You can also build a custom deserialiser using the Alternative instance and combinators such as extractField, extractConstructor, etc.

Pretty-printing

Term can be deserialised from any winery data. It can be pretty-printed using the Pretty instance:

{ bar: "hello"
, baz: 3.141592653589793
, foo: Just 42
}

You can use the winery command-line tool to inspect values.

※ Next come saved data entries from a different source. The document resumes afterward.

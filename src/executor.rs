//! Process Executor: walks a process tree wave by wave, dispatching
//! each step by its `step_type`, retrying transient failures, and
//! emitting progress events (§4.8). Grounded on the bounded-semaphore
//! fan-out pattern used by the LLM batch executor.

use std::collections::HashMap;
use std::sync::Arc;
use std::time::Duration;

use async_trait::async_trait;
use serde_json::{json, Value};
use tokio::sync::{watch, Mutex, Semaphore};
use tokio::time::timeout;
use tracing::{debug, info, instrument, warn};

use crate::config::ExecutionConfig;
use crate::dependency;
use crate::error::{Error, ErrorKind, Result};
use crate::process::{OnFailure, ProcessStep, ProcessTree, StepStatus, StepType};
use crate::progress::ProgressSink;
use crate::registry::AgentRegistry;

/// A single source of truth for cancellation, shared by every step's
/// future. Cancellation is cooperative and idempotent (§4.8).
#[derive(Clone)]
pub struct CancellationToken {
    sender: Arc<watch::Sender<bool>>,
}

impl CancellationToken {
    pub fn new() -> (Self, watch::Receiver<bool>) {
        let (sender, receiver) = watch::channel(false);
        (
            Self {
                sender: Arc::new(sender),
            },
            receiver,
        )
    }

    pub fn cancel(&self) {
        let _ = self.sender.send(true);
    }
}

/// What a step's business logic produces, dispatched on `step_type`
/// (§4.8c). Registered per step type; AGENT steps go through the
/// Agent Registry instead and never need a runner.
#[async_trait]
pub trait StepRunner: Send + Sync {
    async fn run(&self, step: &ProcessStep, context: &HashMap<String, Value>) -> Result<Value>;
}

/// The outcome of a whole tree's execution.
#[derive(Debug, Clone)]
pub struct ExecutionOutcome {
    pub tree: ProcessTree,
    pub final_result: Value,
}

enum StepOutcome {
    Completed,
    DegradedAgent,
    Failed { fatal: bool },
}

pub struct ProcessExecutor {
    runners: HashMap<StepType, Arc<dyn StepRunner>>,
    registry: Arc<AgentRegistry>,
    config: ExecutionConfig,
}

impl ProcessExecutor {
    pub fn new(registry: Arc<AgentRegistry>, config: ExecutionConfig) -> Self {
        Self {
            runners: HashMap::new(),
            registry,
            config,
        }
    }

    pub fn with_runner(mut self, step_type: StepType, runner: Arc<dyn StepRunner>) -> Self {
        self.runners.insert(step_type, runner);
        self
    }

    /// Runs `tree` to completion, emitting progress through
    /// `progress`. This is the core algorithm of §4.8.
    #[instrument(skip(self, progress, cancel), fields(root = %tree.root_id))]
    pub async fn execute(
        &self,
        tree: ProcessTree,
        progress: Arc<ProgressSink>,
        cancel: watch::Receiver<bool>,
    ) -> Result<ExecutionOutcome> {
        progress.plan_started().await;

        if let Some(missing) = self.validate_capabilities(&tree) {
            let message = format!("missing capability: {missing}");
            progress.plan_failed(message.clone()).await;
            return Err(Error::agent_not_found(missing));
        }

        let waves = match dependency::plan(&tree) {
            Ok(waves) => waves,
            Err(err) => {
                progress.plan_failed(err.to_string()).await;
                return Err(err);
            }
        };

        let tree = Arc::new(Mutex::new(tree));
        let semaphore = Arc::new(Semaphore::new(self.config.max_parallel.max(1)));

        for wave in &waves {
            if *cancel.borrow() {
                progress.plan_cancelled().await;
                return Err(Error::Cancelled);
            }

            for step_id in wave {
                {
                    let mut guard = tree.lock().await;
                    if let Some(step) = guard.get_mut(step_id) {
                        step.status = StepStatus::Ready;
                    }
                }
                progress.step_ready(step_id.clone()).await;
            }

            let outcomes = self
                .run_wave(wave, &tree, &semaphore, &progress, &cancel)
                .await;

            if *cancel.borrow() {
                progress.plan_cancelled().await;
                return Err(Error::Cancelled);
            }

            if outcomes.iter().any(|o| matches!(o, StepOutcome::Failed { fatal: true })) {
                progress.plan_failed("a step failed with on_failure=abort_plan").await;
                let guard = tree.lock().await;
                return Err(Error::internal(format!(
                    "plan {} aborted after a fatal step failure",
                    guard.root_id
                )));
            }
        }

        let guard = tree.lock().await;
        let root = guard.root();
        let final_result = root.result.clone().unwrap_or(Value::Null);
        progress
            .plan_completed(json!({ "root_id": guard.root_id, "result": final_result }))
            .await;

        Ok(ExecutionOutcome {
            tree: guard.clone(),
            final_result,
        })
    }

    fn validate_capabilities(&self, tree: &ProcessTree) -> Option<String> {
        for step in tree.steps.values() {
            if step.step_type != StepType::Agent {
                continue;
            }
            if let Some(capability) = &step.required_capability {
                let by_capability_empty = self.registry.by_capability(capability).is_empty();
                let not_a_direct_id = self.registry.lookup(capability).is_err();
                if by_capability_empty && not_a_direct_id {
                    return Some(capability.clone());
                }
            }
        }
        None
    }

    async fn run_wave(
        &self,
        wave: &[String],
        tree: &Arc<Mutex<ProcessTree>>,
        semaphore: &Arc<Semaphore>,
        progress: &Arc<ProgressSink>,
        cancel: &watch::Receiver<bool>,
    ) -> Vec<StepOutcome> {
        let tasks = wave.iter().map(|step_id| {
            let step_id = step_id.clone();
            let tree = tree.clone();
            let semaphore = semaphore.clone();
            let progress = progress.clone();
            let cancel = cancel.clone();
            async move {
                let _permit = semaphore.acquire().await.expect("semaphore closed unexpectedly");
                self.run_one_step(&step_id, &tree, &progress, &cancel).await
            }
        });
        futures::future::join_all(tasks).await
    }

    async fn run_one_step(
        &self,
        step_id: &str,
        tree: &Arc<Mutex<ProcessTree>>,
        progress: &Arc<ProgressSink>,
        cancel: &watch::Receiver<bool>,
    ) -> StepOutcome {
        let (step, is_root, context) = {
            let guard = tree.lock().await;
            let step = guard.get(step_id).expect("wave only contains known steps").clone();
            let context = gather_context(&guard, &step);
            (step, guard.is_root(step_id), context)
        };

        progress.step_started(step_id.to_string()).await;

        let timeout_duration = Duration::from_millis(step.timeout_ms.unwrap_or(self.config.default_step_timeout_ms));
        let retry_policy = step.retry_policy;
        let mut attempt = 0;

        loop {
            if *cancel.borrow() {
                return StepOutcome::Failed { fatal: false };
            }

            let dispatch = timeout(timeout_duration, self.dispatch(&step, &context)).await;

            let outcome = match dispatch {
                Ok(Ok(DispatchResult::Success(value))) => {
                    self.finish_step(tree, step_id, StepStatus::Completed, Some(value.clone()), None)
                        .await;
                    progress
                        .step_completed(step_id.to_string(), json!({ "attempt": attempt, "result": value }))
                        .await;
                    return StepOutcome::Completed;
                }
                Ok(Ok(DispatchResult::DegradedAgent(value))) => {
                    self.finish_step(tree, step_id, StepStatus::Completed, Some(value.clone()), None)
                        .await;
                    progress
                        .step_completed(step_id.to_string(), json!({ "attempt": attempt, "degraded": true, "result": value }))
                        .await;
                    return StepOutcome::DegradedAgent;
                }
                Ok(Err(err)) => err,
                Err(_elapsed) => Error::backend_timeout(step_id, timeout_duration.as_millis() as u64),
            };

            if retry_policy.allows_retry(outcome.kind(), attempt) {
                debug!(step_id, attempt, error = %outcome, "retrying step after transient failure");
                progress
                    .step_progress(step_id.to_string(), json!({ "attempt": attempt + 1, "retrying_after": outcome.to_string() }))
                    .await;
                tokio::time::sleep(retry_policy.delay_for_attempt(attempt)).await;
                attempt += 1;
                continue;
            }

            warn!(step_id, error = %outcome, "step failed");
            self.finish_step(tree, step_id, StepStatus::Failed, None, Some(outcome.to_string()))
                .await;
            progress.step_failed(step_id.to_string(), outcome.to_string()).await;

            let fatal = step.effective_on_failure(is_root) == OnFailure::AbortPlan;
            return StepOutcome::Failed { fatal };
        }
    }

    async fn finish_step(
        &self,
        tree: &Arc<Mutex<ProcessTree>>,
        step_id: &str,
        status: StepStatus,
        result: Option<Value>,
        error: Option<String>,
    ) {
        let mut guard = tree.lock().await;
        if let Some(step) = guard.get_mut(step_id) {
            step.status = status;
            step.result = result;
            step.error = error;
            step.ended_at = Some(chrono::Utc::now());
        }
    }

    async fn dispatch(&self, step: &ProcessStep, context: &HashMap<String, Value>) -> Result<DispatchResult> {
        match step.step_type {
            StepType::Agent => self.dispatch_agent(step).await,
            StepType::Aggregate => Ok(DispatchResult::Success(aggregate_default(context))),
            StepType::Quality => Ok(DispatchResult::Success(quality_default(context))),
            other => match self.runners.get(&other) {
                Some(runner) => runner.run(step, context).await.map(DispatchResult::Success),
                None => Err(Error::internal(format!("no runner registered for step type {other:?}"))),
            },
        }
    }

    async fn dispatch_agent(&self, step: &ProcessStep) -> Result<DispatchResult> {
        let capability = step
            .required_capability
            .as_deref()
            .ok_or_else(|| Error::validation(format!("agent step {} has no required_capability", step.id)))?;

        let agent_id = match self.registry.lookup(capability) {
            Ok(descriptor) => descriptor.id.clone(),
            Err(_) => self
                .registry
                .by_capability(capability)
                .into_iter()
                .next()
                .map(|d| d.id.clone())
                .ok_or_else(|| Error::agent_not_found(capability))?,
        };

        let handler = self.registry.handler(&agent_id)?;
        match handler.execute(step.inputs.clone()).await {
            Ok(value) => Ok(DispatchResult::Success(value)),
            Err(err) if err.kind() == ErrorKind::BackendUnavailable => {
                info!(agent = %agent_id, "agent backend unavailable, returning degraded stub");
                Ok(DispatchResult::DegradedAgent(
                    json!({ "is_degraded": true, "citations": Vec::<String>::new() }),
                ))
            }
            Err(err) => Err(err),
        }
    }
}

$ winery '.[:10] | .first_name .last_name' benchmarks/data.winery
Shane Plett
Mata Snead
Levon Sammes
Irina Gourlay
Brooks Titlow
Antons Culleton
Regine Emerton
Starlin Laying
Orv Kempshall
Elizabeth Joseff
Cathee Eberz

At the moment, the following queries are supported:

  • . return itself
  • .[] enumerate all the elements in a list
  • .[i] get the i-th element
  • .[i:j] enumerate i-th to j-th items
  • .foo Get a field named foo
  • F | G compose queries (left to right)

Benchmark

data TestRec = TestRec
  { id_ :: !Int
  , first_name :: !Text
  , last_name :: !Text
  , email :: !Text
  , gender :: !Gender
  , num :: !Int
  , latitude :: !Double
  , longitude :: !Double
  } deriving (Show, Generic)

(De)serialisation of the datatype above using generic instances:

serialise/list/winery                    mean 847.4 μs  ( +- 122.7 μs  )
serialise/list/binary                    mean 1.221 ms  ( +- 169.0 μs  )
serialise/list/serialise                 mean 290.4 μs  ( +- 34.98 μs  )
serialise/item/winery                    mean 243.1 ns  ( +- 27.50 ns  )
serialise/item/binary                    mean 1.080 μs  ( +- 75.82 ns  )
serialise/item/serialise                 mean 322.4 ns  ( +- 21.09 ns  )
serialise/file/winery                    mean 681.9 μs  ( +- 247.0 μs  )
serialise/file/binary                    mean 1.731 ms  ( +- 611.6 μs  )
serialise/file/serialise                 mean 652.9 μs  ( +- 185.8 μs  )
deserialise/winery                       mean 733.2 μs  ( +- 11.70 μs  )
deserialise/binary                       mean 1.582 ms  ( +- 122.3 μs  )
deserialise/serialise                    mean 823.3 μs  ( +- 38.08 μs  )

Not bad, considering that binary and serialise don't encode field names.